Data that has been properly de-identified is not PHI and may be used or disclosed without HIPAA restrictions. HIPAA recognizes two de-identified data standards: the Expert Determination method (a qualified expert attests the risk of re-identification is very small) and the Safe Harbor method (specified identifiers are removed and you have no actual knowledge of residual identification risk).

When full de-identification is not feasible, consider a limited data set under a data use agreement. Continue to evaluate re-identification risk when combining data sets, sharing for research, or releasing summaries that might indirectly identify individuals.

Compliance Responsibilities for Covered Entities

Covered entities—health care providers conducting standard transactions, health plans, and health care clearinghouses—must implement administrative, physical, and technical safeguards to protect PHI. Business associates that handle PHI on their behalf must contractually commit to parallel protections.

Practical Steps for Privacy Safeguards

  • Map data flows: inventory where PHI originates, moves, and is stored across electronic, paper, and oral channels.
  • Gate access: enforce role-based access, unique user IDs, and timely termination of accounts and physical keys.
  • Secure endpoints: encrypt laptops and mobile devices, harden servers, and use secure messaging for PHI.
  • Control paper: limit printing, lock shredding consoles, and verify fax numbers before sending.
  • Train your workforce: use scenario-based training on minimum necessary, misdirected emails, verbal disclosures, and genetic data handling.
  • Standardize disclosures: use authorization forms, verify identities, and maintain disclosure logs where required.
  • Test and improve: run periodic audits, close gaps, and update your HIPAA compliance requirements as operations change.

Bottom line: define PHI accurately, respect exclusions, handle genetic information with heightened care, and apply consistent safeguards across every medium.
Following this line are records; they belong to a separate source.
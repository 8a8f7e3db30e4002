//! Teams, players and managers

use super::print_json;
use crate::{
    error::FflError,
    lineup::LineupStore,
    models::{Player, Team},
    stats::sleeper::{match_external_ids, SleeperSource},
    storage::{LeagueDatabase, NewPlayer},
    Position, Result, TeamId,
};
use std::collections::HashMap;

fn teams_by_id(db: &LeagueDatabase) -> Result<HashMap<TeamId, Team>> {
    Ok(db
        .get_all_teams()?
        .into_iter()
        .map(|t| (t.id, t))
        .collect())
}

fn team_by_code(db: &LeagueDatabase, code: &str) -> Result<Team> {
    db.get_team_by_code(code)?
        .ok_or_else(|| FflError::not_found("Team", code))
}

/// Handle `team add`
pub fn handle_team_add(db: &mut LeagueDatabase, name: &str, code: &str) -> Result<TeamId> {
    let code = code.trim();
    if code.is_empty() {
        return Err(FflError::Config {
            message: "team code must not be empty".to_string(),
        });
    }
    let id = db.upsert_team(name.trim(), code)?;
    println!("✓ Team {} ({}) saved", name.trim(), code.to_uppercase());
    Ok(id)
}

/// Handle `team list`
pub fn handle_team_list(db: &LeagueDatabase) -> Result<()> {
    for team in db.get_all_teams()? {
        println!("{:<4} {}", team.short_code, team.name);
    }
    Ok(())
}

/// Handle `player add`
pub fn handle_player_add(
    db: &mut LeagueDatabase,
    name: &str,
    position: Position,
    team_code: &str,
    external_id: Option<String>,
) -> Result<()> {
    let team = team_by_code(db, team_code)?;
    let id = db.insert_player(&NewPlayer {
        name: name.trim().to_string(),
        position,
        team_id: team.id,
        external_id,
    })?;
    println!("✓ Added {} {} ({}) as player {}", position, name.trim(), team.short_code, id);
    Ok(())
}

/// Players on the team with `team_code`, or every player
pub fn list_players(db: &LeagueDatabase, team_code: Option<&str>) -> Result<Vec<Player>> {
    match team_code {
        Some(code) => db.find_players_by_team(team_by_code(db, code)?.id),
        None => db.get_all_players(),
    }
}

/// Handle `player list`
pub fn handle_player_list(db: &LeagueDatabase, team_code: Option<&str>, as_json: bool) -> Result<()> {
    let teams = teams_by_id(db)?;
    let players = list_players(db, team_code)?;

    if as_json {
        return print_json(&players);
    }

    for player in players {
        let code = teams
            .get(&player.team_id)
            .map_or("?", |t| t.short_code.as_str());
        println!(
            "{:>5}  {:<3} {:<28} {:<4} {}",
            player.id.as_i64(),
            player.position.as_str(),
            player.name,
            code,
            player.external_id.as_deref().unwrap_or("-")
        );
    }
    Ok(())
}

/// Handle `player map-ids`. Returns how many players were matched.
pub async fn handle_map_ids(
    db: &mut LeagueDatabase,
    source: &SleeperSource,
    dry_run: bool,
) -> Result<usize> {
    println!("Fetching Sleeper player directory...");
    let directory = source.fetch_player_directory().await?;
    let players = db.get_all_players()?;
    let teams = teams_by_id(db)?;

    let matched = match_external_ids(&players, &teams, &directory);
    let names: HashMap<_, _> = players.iter().map(|p| (p.id, p.name.as_str())).collect();
    for (player_id, external_id) in &matched {
        if !dry_run {
            db.set_external_id(*player_id, Some(external_id))?;
        }
        println!(
            "✓ {} -> {}",
            names.get(player_id).copied().unwrap_or_default(),
            external_id
        );
    }

    let unmatched = players.len() - matched.len();
    println!(
        "Mapped: {}, Unmapped: {}, Total: {}{}",
        matched.len(),
        unmatched,
        players.len(),
        if dry_run { " (dry run, nothing saved)" } else { "" }
    );
    Ok(matched.len())
}

/// Handle `manager add`
pub fn handle_manager_add(db: &mut LeagueDatabase, name: &str) -> Result<()> {
    let name = name.trim();
    if name.is_empty() {
        return Err(FflError::Config {
            message: "manager name must not be empty".to_string(),
        });
    }
    let id = db.insert_manager(name)?;
    println!("✓ Manager {} registered (id {})", name, id);
    Ok(())
}

/// Handle `manager list`
pub fn handle_manager_list(db: &LeagueDatabase) -> Result<()> {
    for manager in db.get_all_managers()? {
        println!("{:>4}  {}", manager.id.as_i64(), manager.name);
    }
    Ok(())
}
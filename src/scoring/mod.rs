//! Scoring engine: raw stats in, fantasy points out.
//!
//! - `stats`: raw stat bags and normalization to a canonical `StatLine`
//! - `compute`: the point schedule

pub mod compute;
pub mod stats;

pub use compute::{calculate_score, score_stat_line};
pub use stats::{RawPlayerStats, StatLine};

use crate::PlayerId;
use rayon::prelude::*;
use std::collections::BTreeMap;

/// Score every player in a fetched batch.
pub fn score_batch(stats: &BTreeMap<PlayerId, RawPlayerStats>) -> BTreeMap<PlayerId, f64> {
    stats
        .par_iter()
        .map(|(player_id, raw)| (*player_id, calculate_score(raw)))
        .collect()
}

#[cfg(test)]
mod tests {
    use super::*;

    #[test]
    fn test_score_batch_scores_each_player() {
        let mut stats = BTreeMap::new();
        stats.insert(PlayerId::new(1), RawPlayerStats::new().with("rec", 4.0));
        stats.insert(PlayerId::new(2), RawPlayerStats::new().with("rush_td", 1.0));
        stats.insert(PlayerId::new(3), RawPlayerStats::new());

        let scores = score_batch(&stats);
        assert_eq!(scores.len(), 3);
        assert_eq!(scores[&PlayerId::new(1)], 2.0);
        assert_eq!(scores[&PlayerId::new(2)], 6.0);
        assert_eq!(scores[&PlayerId::new(3)], 0.0);
    }
}
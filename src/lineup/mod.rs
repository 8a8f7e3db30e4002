//! Lineups and the rules that decide whether one is legal for a week.
//!
//! - `validation`: pure rule checks over already-fetched data
//! - `store`: the lookup/persistence collaborator the checks are fed from
//! - `submission`: lock-aware submit and remove workflows

pub mod store;
pub mod submission;
pub mod validation;

pub use store::LineupStore;
pub use submission::{remove_lineup, submit_lineup};
pub use validation::{validate_lineup, validate_submission, LineupContext};

use crate::{ManagerId, PlayerId, Slot, WeekNumber};
use serde::{Deserialize, Serialize, Serializer};
use std::fmt;

/// The five players of a lineup, one per slot.
#[derive(Debug, Clone, Copy, PartialEq, Eq, Serialize, Deserialize)]
pub struct LineupSlots {
    pub qb: PlayerId,
    pub rb: PlayerId,
    pub wr: PlayerId,
    pub te: PlayerId,
    pub flex: PlayerId,
}

impl LineupSlots {
    pub fn get(&self, slot: Slot) -> PlayerId {
        match slot {
            Slot::Qb => self.qb,
            Slot::Rb => self.rb,
            Slot::Wr => self.wr,
            Slot::Te => self.te,
            Slot::Flex => self.flex,
        }
    }

    /// Slots paired with their players, in QB, RB, WR, TE, FLEX order.
    pub fn iter(&self) -> impl Iterator<Item = (Slot, PlayerId)> + '_ {
        Slot::ALL.into_iter().map(move |slot| (slot, self.get(slot)))
    }

    pub fn player_ids(&self) -> [PlayerId; 5] {
        [self.qb, self.rb, self.wr, self.te, self.flex]
    }
}

/// One manager's lineup for one week; unique per (manager, week).
#[derive(Debug, Clone, Copy, PartialEq, Eq, Serialize, Deserialize)]
pub struct Lineup {
    pub manager_id: ManagerId,
    pub week: WeekNumber,
    pub slots: LineupSlots,
}

/// What a validation error refers to: a single slot or the lineup as a whole.
#[derive(Debug, Clone, Copy, PartialEq, Eq)]
pub enum LineupField {
    Slot(Slot),
    Lineup,
}

impl fmt::Display for LineupField {
    fn fmt(&self, f: &mut fmt::Formatter<'_>) -> fmt::Result {
        match self {
            LineupField::Slot(slot) => write!(f, "{}", slot),
            LineupField::Lineup => write!(f, "lineup"),
        }
    }
}

impl Serialize for LineupField {
    fn serialize<S: Serializer>(&self, serializer: S) -> Result<S::Ok, S::Error> {
        serializer.collect_str(self)
    }
}

/// A user-facing reason a lineup was rejected.
#[derive(Debug, Clone, PartialEq, Eq, Serialize)]
pub struct ValidationError {
    pub field: LineupField,
    pub message: String,
}

impl ValidationError {
    pub fn new(field: LineupField, message: impl Into<String>) -> Self {
        Self {
            field,
            message: message.into(),
        }
    }
}

impl fmt::Display for ValidationError {
    fn fmt(&self, f: &mut fmt::Formatter<'_>) -> fmt::Result {
        write!(f, "[{}] {}", self.field, self.message)
    }
}
//! Lock-aware lineup writes.
//!
//! The rules in `validation` ignore locks; these workflows refuse any write
//! against a locked week before validation runs.

use super::{validate_submission, Lineup, LineupStore};
use crate::{error::FflError, week::Week, ManagerId, Result, WeekNumber};
use chrono::{DateTime, Utc};
use tracing::{info, warn};

fn open_week<S: LineupStore + ?Sized>(
    store: &S,
    number: WeekNumber,
    now: DateTime<Utc>,
) -> Result<Week> {
    let week = store
        .find_week(number)?
        .ok_or_else(|| FflError::not_found("Week", number))?;

    if week.is_locked_at(now) {
        warn!(week = %number, "rejected lineup change for locked week");
        return Err(FflError::WeekLocked {
            week: number.as_u8(),
        });
    }

    Ok(week)
}

/// Validate and upsert a lineup, replacing the manager's existing one for the week.
pub fn submit_lineup<S: LineupStore + ?Sized>(
    store: &mut S,
    lineup: &Lineup,
    now: DateTime<Utc>,
) -> Result<()> {
    open_week(store, lineup.week, now)?;

    let errors = validate_submission(store, lineup.manager_id, lineup.week, &lineup.slots)?;
    if !errors.is_empty() {
        return Err(FflError::InvalidLineup(errors));
    }

    store.upsert_lineup(lineup)?;
    info!(
        manager = %lineup.manager_id,
        week = %lineup.week,
        "lineup saved"
    );
    Ok(())
}

/// Delete a manager's lineup for an unlocked week.
pub fn remove_lineup<S: LineupStore + ?Sized>(
    store: &mut S,
    manager_id: ManagerId,
    week: WeekNumber,
    now: DateTime<Utc>,
) -> Result<()> {
    open_week(store, week, now)?;

    if !store.delete_lineup(manager_id, week)? {
        return Err(FflError::not_found(
            "Lineup",
            format!("manager {} week {}", manager_id, week),
        ));
    }
    info!(manager = %manager_id, week = %week, "lineup removed");
    Ok(())
}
Tight policies, routine training, and disciplined verification form the backbone of effective Privacy Rule compliance.

FAQs.

What types of health information does the HIPAA Privacy Rule protect?

The Rule protects PHI—individually identifiable health information related to a person’s health, care, or payment for care that can identify the individual. This includes demographic data and common identifiers like names, contact details, record numbers, images, and any unique characteristic linked to health context.

How does the Privacy Rule address genetic information?

Genetic information is PHI. The Rule provides genetic information protection by prohibiting health plans from using genetic information for underwriting and by requiring covered entities and their business associates to safeguard genetic data like any other PHI.

Are employment records covered under the HIPAA Privacy Rule?

No. Employment records maintained by an employer in its role as employer are not PHI, even if they contain health details. Other laws may govern those records, but HIPAA generally does not.

What is considered de-identified information under HIPAA?

Information is de-identified when it either meets Safe Harbor (specified identifiers are removed and you have no actual knowledge that the remaining data can identify someone) or an expert determines the re-identification risk is very small. Properly de-identified data is not subject to the Privacy Rule.